Symmetry has been restored! While not perfect, it is certainly much better than it was, and won’t be noticeable when the ring is worn on a finger.
Step 6: Replace and Set the missing diamond, tighten all other stones.
Lay a new diamond in the area where it was missing, take a beading tool and push towards the stone, thus securing metal all around the diamond. Repeat this process on all of the stones! While many stones were not lost, there are bound to be many loose after sustaining the damage from the car. The process of reshaping the ring can also potentially loosen stones.
Step 7: Straighten out the ring shank.
Using a hammer, lay the ring on a flat surface and tap the ring flat. Flip the ring over and repeat the process.
Step 8: Use a fine sanding wheel to remove stretches.
This is part of the “pre-polish” stage where scratches and tool marks are removed from the ring. Make sure you use a fine grit as to not remove too much metal.
Step 9: Use a brush wheel to get into all of the finer areas of the ring.
This polishing brush works wonders to brighten up the ring.
The Final Result:
Step 10: Reset the center stone, clean and steam.

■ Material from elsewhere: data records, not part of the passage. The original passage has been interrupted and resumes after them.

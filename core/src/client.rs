//! Stateless request builder and response parser for the kitchen API.
//!
//! # Design
//! `KitchenClient` holds only a `base_url` and carries no mutable state
//! between calls. `build` turns an `Endpoint` into an `HttpRequest` and
//! `parse` turns an `HttpResponse` into a typed value. Neither touches the
//! network: the transport (or an FFI host) performs the round-trip in
//! between.

use serde::de::DeserializeOwned;
use url::Url;

use crate::endpoint::Endpoint;
use crate::envelope::{classify_http_status, decode};
use crate::error::ApiError;
use crate::http::{HttpRequest, HttpResponse};

/// Synchronous, stateless client for the kitchen API.
#[derive(Debug, Clone)]
pub struct KitchenClient {
    base_url: String,
}

impl KitchenClient {
    pub fn new(base_url: &str) -> Self {
        Self {
            base_url: base_url.trim_end_matches('/').to_string(),
        }
    }

    pub fn base_url(&self) -> &str {
        &self.base_url
    }

    /// Build the request descriptor for `endpoint`.
    ///
    /// Fails with `InvalidUrl` when the base URL is not an absolute http(s)
    /// URL and with `Encoding` when the JSON payload cannot be serialized.
    pub fn build(&self, endpoint: &Endpoint) -> Result<HttpRequest, ApiError> {
        let mut url = Url::parse(&self.base_url).map_err(|_| ApiError::InvalidUrl)?;
        if !matches!(url.scheme(), "http" | "https") {
            return Err(ApiError::InvalidUrl);
        }
        url.path_segments_mut()
            .map_err(|_| ApiError::InvalidUrl)?
            .pop_if_empty()
            .extend(endpoint.path_segments());

        let query = endpoint.query();
        if !query.is_empty() {
            url.query_pairs_mut().extend_pairs(query);
        }

        Ok(HttpRequest {
            method: endpoint.method(),
            url: url.into(),
            headers: vec![("accept".to_string(), "application/json".to_string())],
            body: endpoint.body()?,
        })
    }

    /// Parse a response into `T`, classifying non-2xx statuses first.
    pub fn parse<T: DeserializeOwned>(&self, response: &HttpResponse) -> Result<T, ApiError> {
        if !response.is_success() {
            return Err(classify_http_status(response.status, &response.body));
        }
        decode(&response.body, response.status)
    }
}

#[cfg(test)]
mod tests {
    use super::*;
    use crate::endpoint::{Fields, FileUpload};
    use crate::http::{HttpMethod, RequestBody};
    use crate::types::{Credentials, DataItem, Paginated};

    fn client() -> KitchenClient {
        KitchenClient::new("http://localhost:3000")
    }

    fn response(status: u16, body: &str) -> HttpResponse {
        HttpResponse {
            status,
            headers: Vec::new(),
            body: body.to_string(),
        }
    }

    #[test]
    fn build_login_produces_json_post() {
        let req = client()
            .build(&Endpoint::Login(Credentials {
                username: "chef".to_string(),
                password: "secret".to_string(),
            }))
            .unwrap();
        assert_eq!(req.method, HttpMethod::Post);
        assert_eq!(req.url, "http://localhost:3000/auth/login");
        let Some(RequestBody::Json(body)) = req.body else {
            panic!("expected json body");
        };
        let body: serde_json::Value = serde_json::from_str(&body).unwrap();
        assert_eq!(body["username"], "chef");
        assert_eq!(body["password"], "secret");
    }

    #[test]
    fn build_list_puts_paging_in_query() {
        let req = client()
            .build(&Endpoint::FetchDataList { page: 1, limit: 20 })
            .unwrap();
        assert_eq!(req.method, HttpMethod::Get);
        assert_eq!(req.url, "http://localhost:3000/data?page=1&limit=20");
        assert!(req.body.is_none());
    }

    #[test]
    fn build_keeps_base_path_prefix() {
        let client = KitchenClient::new("https://api.example.com/v1/");
        let req = client.build(&Endpoint::DeleteData { id: 9 }).unwrap();
        assert_eq!(req.url, "https://api.example.com/v1/data/9");
        assert_eq!(req.method, HttpMethod::Delete);
    }

    #[test]
    fn build_update_user_sends_untyped_fields() {
        let mut fields = Fields::new();
        fields.insert("avatar".to_string(), serde_json::json!("a.png"));
        let req = client()
            .build(&Endpoint::UpdateUserInfo { user_id: 5, fields })
            .unwrap();
        assert_eq!(req.method, HttpMethod::Put);
        assert_eq!(req.url, "http://localhost:3000/users/5");
        assert_eq!(
            req.body,
            Some(RequestBody::Json(r#"{"avatar":"a.png"}"#.to_string()))
        );
    }

    #[test]
    fn build_upload_image_is_multipart() {
        let req = client()
            .build(&Endpoint::UploadImage(FileUpload {
                file_name: "cake.jpg".to_string(),
                mime_type: "image/jpeg".to_string(),
                bytes: vec![0xff, 0xd8],
            }))
            .unwrap();
        assert_eq!(req.url, "http://localhost:3000/upload/image");
        assert!(matches!(req.body, Some(RequestBody::Multipart(_))));
    }

    #[test]
    fn invalid_base_url() {
        let err = KitchenClient::new("not a url")
            .build(&Endpoint::FetchDataDetail { id: 1 })
            .unwrap_err();
        assert_eq!(err, ApiError::InvalidUrl);
        let err = KitchenClient::new("ftp://files.example.com")
            .build(&Endpoint::FetchDataDetail { id: 1 })
            .unwrap_err();
        assert_eq!(err, ApiError::InvalidUrl);
    }

    #[test]
    fn parse_classifies_status_before_decoding() {
        let err = client()
            .parse::<DataItem>(&response(404, r#"{"success":false,"message":"gone"}"#))
            .unwrap_err();
        assert_eq!(err, ApiError::NotFound);
        let err = client().parse::<DataItem>(&response(401, "")).unwrap_err();
        assert_eq!(err, ApiError::Unauthorized);
    }

    #[test]
    fn parse_empty_page() {
        let page: Paginated<DataItem> = client()
            .parse(&response(
                200,
                r#"{"success":true,"data":{"items":[],"total":0,"page":1,"limit":20}}"#,
            ))
            .unwrap();
        assert!(page.items.is_empty());
        assert_eq!(page.total, 0);
    }

    #[test]
    fn trailing_slash_is_stripped() {
        let client = KitchenClient::new("http://localhost:3000/");
        assert_eq!(client.base_url(), "http://localhost:3000");
        let req = client.build(&Endpoint::FetchDataDetail { id: 3 }).unwrap();
        assert_eq!(req.url, "http://localhost:3000/data/3");
    }
}
//! Error types for the kitchen API client.
//!
//! # Design
//! `ApiError` is a closed set: every failure on the network path (catalog,
//! transport, decoding) ends in exactly one variant before any caller sees
//! it. Each variant carries a stable numeric code so hosts on the other side
//! of the FFI boundary can switch on it without parsing messages.

use thiserror::Error;

/// Errors returned by every network operation.
#[derive(Debug, Clone, PartialEq, Eq, Error)]
pub enum ApiError {
    /// The base URL or a path could not be turned into a valid URL.
    #[error("invalid URL")]
    InvalidUrl,

    /// The server answered with an empty body where a payload was required.
    #[error("no data in response")]
    NoData,

    /// The response body could not be deserialized into the expected type.
    #[error("decoding failed: {0}")]
    Decoding(String),

    /// The request payload (JSON or image) could not be encoded.
    #[error("encoding failed: {0}")]
    Encoding(String),

    /// The HTTP library failed in a way that is not otherwise classified.
    #[error("transport error: {0}")]
    Transport(String),

    /// The server reported a failure, either through the envelope or the
    /// HTTP status.
    #[error("server error {code}: {}", message.as_deref().unwrap_or("no message"))]
    Server { code: i64, message: Option<String> },

    #[error("network unavailable")]
    NetworkUnavailable,

    #[error("request timed out")]
    Timeout,

    #[error("unauthorized")]
    Unauthorized,

    #[error("forbidden")]
    Forbidden,

    #[error("resource not found")]
    NotFound,

    #[error("unknown error: {0}")]
    Unknown(String),
}

impl ApiError {
    /// Stable numeric code reported across the FFI boundary.
    pub fn code(&self) -> i32 {
        match self {
            ApiError::InvalidUrl => 1000,
            ApiError::NoData => 1001,
            ApiError::Decoding(_) => 1002,
            ApiError::Encoding(_) => 1003,
            ApiError::Transport(_) => 1004,
            ApiError::Server { .. } => 1005,
            ApiError::NetworkUnavailable => 1006,
            ApiError::Timeout => 1007,
            ApiError::Unauthorized => 1008,
            ApiError::Forbidden => 1009,
            ApiError::NotFound => 1010,
            ApiError::Unknown(_) => 1099,
        }
    }

    pub fn server(code: i64, message: Option<String>) -> Self {
        ApiError::Server { code, message }
    }

    /// Whether this error should end the current auth session.
    pub fn requires_reauth(&self) -> bool {
        matches!(self, ApiError::Unauthorized)
    }
}

#[cfg(test)]
mod tests {
    use super::*;

    #[test]
    fn codes_are_distinct() {
        let all = [
            ApiError::InvalidUrl,
            ApiError::NoData,
            ApiError::Decoding(String::new()),
            ApiError::Encoding(String::new()),
            ApiError::Transport(String::new()),
            ApiError::server(500, None),
            ApiError::NetworkUnavailable,
            ApiError::Timeout,
            ApiError::Unauthorized,
            ApiError::Forbidden,
            ApiError::NotFound,
            ApiError::Unknown(String::new()),
        ];
        let mut codes: Vec<i32> = all.iter().map(ApiError::code).collect();
        codes.sort_unstable();
        codes.dedup();
        assert_eq!(codes.len(), all.len());
    }

    #[test]
    fn server_error_display_includes_message() {
        let err = ApiError::server(422, Some("name is required".to_string()));
        assert_eq!(err.to_string(), "server error 422: name is required");
        let err = ApiError::server(500, None);
        assert_eq!(err.to_string(), "server error 500: no message");
    }

    #[test]
    fn only_unauthorized_requires_reauth() {
        assert!(ApiError::Unauthorized.requires_reauth());
        assert!(!ApiError::Forbidden.requires_reauth());
        assert!(!ApiError::NetworkUnavailable.requires_reauth());
    }
}
//! Networking and storage core for the kitchen app.
//!
//! # Overview
//! Two layers sit on top of each other:
//! - `KitchenClient` turns an `Endpoint` into an `HttpRequest` and an
//!   `HttpResponse` back into a typed value, without touching the network.
//! - `KitchenApi` executes those descriptors over a `Transport`, keeps the
//!   auth `Session` and exposes each operation as an `async fn`, a
//!   completion-callback variant and a one-shot cancellable stream.
//!
//! `Store` is an independent SQLite store with versioned migrations and a
//! read/write gate; `RecipeRepository` is the domain repository on top of it.
//!
//! # Design
//! - Responses arrive wrapped in `{success, message, code, data}`; the
//!   `envelope` module owns that decoding.
//! - Every failure surfaces as `ApiError`, which carries a stable numeric
//!   code for hosts on the far side of the FFI.
//! - DTOs are defined independently from the mock-server crate; integration
//!   tests catch schema drift.

pub mod api;
pub mod client;
pub mod config;
pub mod endpoint;
pub mod envelope;
pub mod error;
pub mod http;
pub mod media;
pub mod migration;
pub mod recipes;
pub mod session;
pub mod store;
pub mod transport;
pub mod types;

pub use api::{KitchenApi, ResponseStream};
pub use client::KitchenClient;
pub use config::ClientConfig;
pub use endpoint::{Endpoint, Fields, FileUpload};
pub use envelope::Envelope;
pub use error::ApiError;
pub use http::{HttpMethod, HttpRequest, HttpResponse, MultipartForm, RequestBody};
pub use migration::{Migration, Migrator};
pub use recipes::{NewRecipe, Recipe, RecipeRepository};
pub use session::{JsonFileStore, KeyValueStore, MemoryStore, Session, SessionEvent};
pub use store::{Store, StoreError};
pub use transport::{ActivityObserver, Connector, Transport, TransportObserver, UreqConnector};
pub use types::{AuthResponse, Credentials, DataItem, Paginated, Registration, UploadResult, User};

Resetting the center stone is basically the reverse process of removing it. Use stone setting pliers to pull the prongs back down over the stone. I think it’s great to retain the original center stone even though it was slightly damaged. In my opinion it gives it character.
The ring restoration is Complete! (1 of 2)
(2 of 2) All done!
Being a goldsmith is a very rewarding career for me. I enjoy being able to work on new projects on a consistent basis, and the opportunity to share them with you!
Thanks for reading!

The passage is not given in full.